In their simplest form, templates make it easy to construct a familiar frame for doing a task. For example, you might already use Figma's FigJam to create a workspace for a retrospective with your product team. Sit down for a moment and think about the last thing like this you created. Now try to describe it in a way that is most likely to get an image generator to produce what you have in mind. Tough, right?

Beyond saving users the time it would take to create and arrange all of the boxes for this workspace, FigJam makes it so you don't have to describe it (or at least, not most of it). Set a few parameters and add a bit of information in the input, and Figma will create it for you based on its logic for this template.

This blend of parameters, suggested prompts, and text inputs gives templates their power. Any tool that would require a long and specific prompt to get a predictable outcome would benefit from a template.

They are very common in AI writing tools like Copy.
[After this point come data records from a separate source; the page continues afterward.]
//! Database Module
//!
//! Handles SQLite connection pool and migrations

pub mod repository;

use crate::utils::AppError;
use sqlx::SqlitePool;
use sqlx::sqlite::{SqliteConnectOptions, SqliteJournalMode, SqlitePoolOptions, SqliteSynchronous};
use std::str::FromStr;

/// Database service, owns a SQLite connection pool
#[derive(Clone)]
pub struct DbService {
    pub pool: SqlitePool,
}

impl DbService {
    /// Open (or create) the database file with WAL mode and apply migrations
    pub async fn new(db_path: &str) -> Result<Self, AppError> {
        Self::connect(&format!("sqlite:{db_path}"), 5).await
    }

    /// Connect to any SQLite URL and apply migrations
    ///
    /// `sqlite::memory:` gives every connection its own database, so callers
    /// using it must pass `max_connections = 1`.
    pub async fn connect(url: &str, max_connections: u32) -> Result<Self, AppError> {
        // Build connection options: WAL, foreign keys, normal sync
        let mut options = SqliteConnectOptions::from_str(url)
            .map_err(|e| AppError::database(format!("Invalid database path: {e}")))?
            .create_if_missing(true)
            .synchronous(SqliteSynchronous::Normal)
            .pragma("foreign_keys", "ON")
            .busy_timeout(std::time::Duration::from_millis(5000));
        if !url.contains(":memory:") {
            options = options
                .journal_mode(SqliteJournalMode::Wal)
                .optimize_on_close(true, None);
        }

        let pool = SqlitePoolOptions::new()
            .max_connections(max_connections.max(1))
            .connect_with(options)
            .await
            .map_err(|e| AppError::database(format!("Failed to open database: {e}")))?;

        tracing::info!(url = %url, "Database connection established (SQLite, busy_timeout=5000ms)");

        run_migrations(&pool).await?;

        Ok(Self { pool })
    }
}

/// Apply the embedded schema migrations
pub async fn run_migrations(pool: &SqlitePool) -> Result<(), AppError> {
    sqlx::migrate!("./migrations")
        .run(pool)
        .await
        .map_err(|e| {
            AppError::with_message(
                shared::error::ErrorCode::MigrationFailed,
                format!("Failed to apply migrations: {e}"),
            )
        })?;
    tracing::info!("Database migrations applied");
    Ok(())
}

/// In-memory pool with the full schema, for unit tests
#[cfg(test)]
pub(crate) async fn test_pool() -> SqlitePool {
    DbService::connect("sqlite::memory:", 1)
        .await
        .expect("in-memory database")
        .pool
}

#[cfg(test)]
mod tests {
    use super::*;

    #[tokio::test]
    async fn test_file_database_is_created_and_migrated() {
        let dir = tempfile::tempdir().unwrap();
        let path = dir.path().join("hotel.db");
        let db = DbService::new(path.to_str().unwrap()).await.unwrap();

        let tables: Vec<String> = sqlx::query_scalar(
            "SELECT name FROM sqlite_master WHERE type = 'table' AND name NOT LIKE '\\_%' ESCAPE '\\' AND name != 'sqlite_sequence' ORDER BY name",
        )
        .fetch_all(&db.pool)
        .await
        .unwrap();

        assert_eq!(
            tables,
            vec![
                "booking",
                "employee",
                "guest",
                "guest_service",
                "payment",
                "room",
                "room_type",
                "service",
            ]
        );
        assert!(path.exists());
    }

    #[tokio::test]
    async fn test_foreign_keys_enabled() {
        let pool = test_pool().await;
        let enabled: i64 = sqlx::query_scalar("PRAGMA foreign_keys")
            .fetch_one(&pool)
            .await
            .unwrap();
        assert_eq!(enabled, 1);
    }
}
Users can select a template, fill out a few words (instead of writing a 500-word prompt), and the machine will generate a first draft.

Hypotenuse's image-generating tool also includes a template, using shortcuts to add parameters to make it easy for the user to generate their prompt.

You can imagine other uses.

  • Excel users could benefit from a template that prompts users with smart defaults about which columns or formulas to include.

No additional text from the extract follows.